Each entry below has to be written out again exactly.

[Records from a dataset]
┏━━

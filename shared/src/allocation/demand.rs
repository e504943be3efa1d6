//! Per-store replenishment demand

use std::collections::BTreeSet;

use rust_decimal::prelude::ToPrimitive;
use rust_decimal::Decimal;
use serde::{Deserialize, Serialize};

use crate::models::DemandInput;
use crate::types::StoreCode;

/// 30 %: deficits at or below this share of the target are not transferred
pub const DEFAULT_DEFICIT_THRESHOLD: Decimal = Decimal::from_parts(30, 0, 0, false, 2);

/// Rules deciding whether and how much a store asks for
#[derive(Debug, Clone, Serialize, Deserialize)]
pub struct DemandPolicy {
    pub deficit_threshold: Decimal,
    /// Stores that never receive transfers
    #[serde(default)]
    pub excluded_stores: BTreeSet<StoreCode>,
}

impl Default for DemandPolicy {
    fn default() -> Self {
        Self {
            deficit_threshold: DEFAULT_DEFICIT_THRESHOLD,
            excluded_stores: BTreeSet::new(),
        }
    }
}

impl DemandPolicy {
    pub fn with_excluded_stores<I, S>(mut self, stores: I) -> Self
    where
        I: IntoIterator<Item = S>,
        S: Into<StoreCode>,
    {
        self.excluded_stores
            .extend(stores.into_iter().map(Into::into));
        self
    }

    /// Store filter applied before any arithmetic: not excluded and a
    /// positive target configured for the product
    pub fn is_eligible(&self, store: &StoreCode, target: Option<i32>) -> bool {
        !self.excluded_stores.contains(store) && target.is_some_and(|t| t > 0)
    }

    /// Deficit filter: only shortfalls above the threshold are worth a transfer
    pub fn is_worth_transfer(&self, deficit: Decimal, effective_target: Decimal) -> bool {
        deficit > effective_target * self.deficit_threshold
    }

    /// Requested quantity for one product at one store, `None` when the
    /// store asks for nothing
    pub fn compute_demand(
        &self,
        store: &StoreCode,
        input: &DemandInput,
        target: Option<i32>,
    ) -> Option<i32> {
        if !self.is_eligible(store, target) {
            return None;
        }

        let effective = effective_target(input.average_sales);
        let deficit = deficit(effective, input.current_stock);
        if !self.is_worth_transfer(deficit, effective) {
            return None;
        }

        deficit.ceil().to_i32().filter(|quantity| *quantity > 0)
    }
}

/// Sales velocity, or one unit for items without observed sales
pub fn effective_target(average_sales: Decimal) -> Decimal {
    if average_sales > Decimal::ZERO {
        average_sales
    } else {
        Decimal::ONE
    }
}

/// Shortfall against the effective target; negative store stock counts as zero
pub fn deficit(effective_target: Decimal, current_stock: i32) -> Decimal {
    effective_target - Decimal::from(current_stock.max(0))
}

#[cfg(test)]
mod tests {
    use super::*;
    use rust_decimal_macros::dec;

    fn input(average_sales: Decimal, current_stock: i32) -> DemandInput {
        DemandInput {
            average_sales,
            current_stock,
        }
    }

    fn brno() -> StoreCode {
        StoreCode::from("BRNO")
    }

    #[test]
    fn test_small_deficit_is_ignored() {
        // T=10, stock 8 -> deficit 2 <= 3
        let policy = DemandPolicy::default();
        assert_eq!(policy.compute_demand(&brno(), &input(dec!(10), 8), Some(5)), None);
    }

    #[test]
    fn test_deficit_exactly_at_threshold_is_ignored() {
        let policy = DemandPolicy::default();
        assert_eq!(policy.compute_demand(&brno(), &input(dec!(10), 7), Some(5)), None);
    }

    #[test]
    fn test_large_deficit_is_requested() {
        // T=10, stock 6 -> deficit 4 > 3
        let policy = DemandPolicy::default();
        assert_eq!(
            policy.compute_demand(&brno(), &input(dec!(10), 6), Some(5)),
            Some(4)
        );
    }

    #[test]
    fn test_fractional_deficit_rounds_up() {
        let policy = DemandPolicy::default();
        assert_eq!(
            policy.compute_demand(&brno(), &input(dec!(4.5), 1), Some(5)),
            Some(4)
        );
    }

    #[test]
    fn test_no_sales_still_requests_one_unit() {
        let policy = DemandPolicy::default();
        assert_eq!(
            policy.compute_demand(&brno(), &input(Decimal::ZERO, 0), Some(1)),
            Some(1)
        );
    }

    #[test]
    fn test_negative_stock_is_floored() {
        let policy = DemandPolicy::default();
        assert_eq!(
            policy.compute_demand(&brno(), &input(dec!(3), -12), Some(2)),
            Some(3)
        );
    }

    #[test]
    fn test_missing_or_zero_target_skips_store() {
        let policy = DemandPolicy::default();
        assert_eq!(policy.compute_demand(&brno(), &input(dec!(10), 0), None), None);
        assert_eq!(policy.compute_demand(&brno(), &input(dec!(10), 0), Some(0)), None);
        assert_eq!(policy.compute_demand(&brno(), &input(dec!(10), 0), Some(-2)), None);
    }

    #[test]
    fn test_excluded_store_is_skipped() {
        let policy = DemandPolicy::default().with_excluded_stores(["BRNO"]);
        assert_eq!(policy.compute_demand(&brno(), &input(dec!(10), 0), Some(5)), None);
        assert_eq!(
            policy.compute_demand(&"PRAHA".into(), &input(dec!(10), 0), Some(5)),
            Some(10)
        );
    }

    #[test]
    fn test_overstocked_store_asks_nothing() {
        let policy = DemandPolicy::default();
        assert_eq!(policy.compute_demand(&brno(), &input(dec!(2), 9), Some(5)), None);
    }
}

┗━━

- Expected answer -
filename shared/src/allocation/demand.rs
repository e504943be3efa1d6
//! Per-store replenishment demand

use std::collections::BTreeSet;

use rust_decimal::prelude::ToPrimitive;
use rust_decimal::Decimal;
use serde::{Deserialize, Serialize};

use crate::models::DemandInput;
use crate::types::StoreCode;

/// 30 %: deficits at or below this share of the target are not transferred
pub const DEFAULT_DEFICIT_THRESHOLD: Decimal = Decimal::from_parts(30, 0, 0, false, 2);

/// Rules deciding whether and how much a store asks for
#[derive(Debug, Clone, Serialize, Deserialize)]
pub struct DemandPolicy {
    pub deficit_threshold: Decimal,
    /// Stores that never receive transfers
    #[serde(default)]
    pub excluded_stores: BTreeSet<StoreCode>,
}

impl Default for DemandPolicy {
    fn default() -> Self {
        Self {
            deficit_threshold: DEFAULT_DEFICIT_THRESHOLD,
            excluded_stores: BTreeSet::new(),
        }
    }
}

impl DemandPolicy {
    pub fn with_excluded_stores<I, S>(mut self, stores: I) -> Self
    where
        I: IntoIterator<Item = S>,
        S: Into<StoreCode>,
    {
        self.excluded_stores
            .extend(stores.into_iter().map(Into::into));
        self
    }

    /// Store filter applied before any arithmetic: not excluded and a
    /// positive target configured for the product
    pub fn is_eligible(&self, store: &StoreCode, target: Option<i32>) -> bool {
        !self.excluded_stores.contains(store) && target.is_some_and(|t| t > 0)
    }

    /// Deficit filter: only shortfalls above the threshold are worth a transfer
    pub fn is_worth_transfer(&self, deficit: Decimal, effective_target: Decimal) -> bool {
        deficit > effective_target * self.deficit_threshold
    }

    /// Requested quantity for one product at one store, `None` when the
    /// store asks for nothing
    pub fn compute_demand(
        &self,
        store: &StoreCode,
        input: &DemandInput,
        target: Option<i32>,
    ) -> Option<i32> {
        if !self.is_eligible(store, target) {
            return None;
        }

        let effective = effective_target(input.average_sales);
        let deficit = deficit(effective, input.current_stock);
        if !self.is_worth_transfer(deficit, effective) {
            return None;
        }

        deficit.ceil().to_i32().filter(|quantity| *quantity > 0)
    }
}

/// Sales velocity, or one unit for items without observed sales
pub fn effective_target(average_sales: Decimal) -> Decimal {
    if average_sales > Decimal::ZERO {
        average_sales
    } else {
        Decimal::ONE
    }
}

/// Shortfall against the effective target; negative store stock counts as zero
pub fn deficit(effective_target: Decimal, current_stock: i32) -> Decimal {
    effective_target - Decimal::from(current_stock.max(0))
}

#[cfg(test)]
mod tests {
    use super::*;
    use rust_decimal_macros::dec;

    fn input(average_sales: Decimal, current_stock: i32) -> DemandInput {
        DemandInput {
            average_sales,
            current_stock,
        }
    }

    fn brno() -> StoreCode {
        StoreCode::from("BRNO")
    }

    #[test]
    fn test_small_deficit_is_ignored() {
        // T=10, stock 8 -> deficit 2 <= 3
        let policy = DemandPolicy::default();
        assert_eq!(policy.compute_demand(&brno(), &input(dec!(10), 8), Some(5)), None);
    }

    #[test]
    fn test_deficit_exactly_at_threshold_is_ignored() {
        let policy = DemandPolicy::default();
        assert_eq!(policy.compute_demand(&brno(), &input(dec!(10), 7), Some(5)), None);
    }

    #[test]
    fn test_large_deficit_is_requested() {
        // T=10, stock 6 -> deficit 4 > 3
        let policy = DemandPolicy::default();
        assert_eq!(
            policy.compute_demand(&brno(), &input(dec!(10), 6), Some(5)),
            Some(4)
        );
    }

    #[test]
    fn test_fractional_deficit_rounds_up() {
        let policy = DemandPolicy::default();
        assert_eq!(
            policy.compute_demand(&brno(), &input(dec!(4.5), 1), Some(5)),
            Some(4)
        );
    }

    #[test]
    fn test_no_sales_still_requests_one_unit() {
        let policy = DemandPolicy::default();
        assert_eq!(
            policy.compute_demand(&brno(), &input(Decimal::ZERO, 0), Some(1)),
            Some(1)
        );
    }

    #[test]
    fn test_negative_stock_is_floored() {
        let policy = DemandPolicy::default();
        assert_eq!(
            policy.compute_demand(&brno(), &input(dec!(3), -12), Some(2)),
            Some(3)
        );
    }

    #[test]
    fn test_missing_or_zero_target_skips_store() {
        let policy = DemandPolicy::default();
        assert_eq!(policy.compute_demand(&brno(), &input(dec!(10), 0), None), None);
        assert_eq!(policy.compute_demand(&brno(), &input(dec!(10), 0), Some(0)), None);
        assert_eq!(policy.compute_demand(&brno(), &input(dec!(10), 0), Some(-2)), None);
    }

    #[test]
    fn test_excluded_store_is_skipped() {
        let policy = DemandPolicy::default().with_excluded_stores(["BRNO"]);
        assert_eq!(policy.compute_demand(&brno(), &input(dec!(10), 0), Some(5)), None);
        assert_eq!(
            policy.compute_demand(&"PRAHA".into(), &input(dec!(10), 0), Some(5)),
            Some(10)
        );
    }

    #[test]
    fn test_overstocked_store_asks_nothing() {
        let policy = DemandPolicy::default();
        assert_eq!(policy.compute_demand(&brno(), &input(dec!(2), 9), Some(5)), None);
    }
}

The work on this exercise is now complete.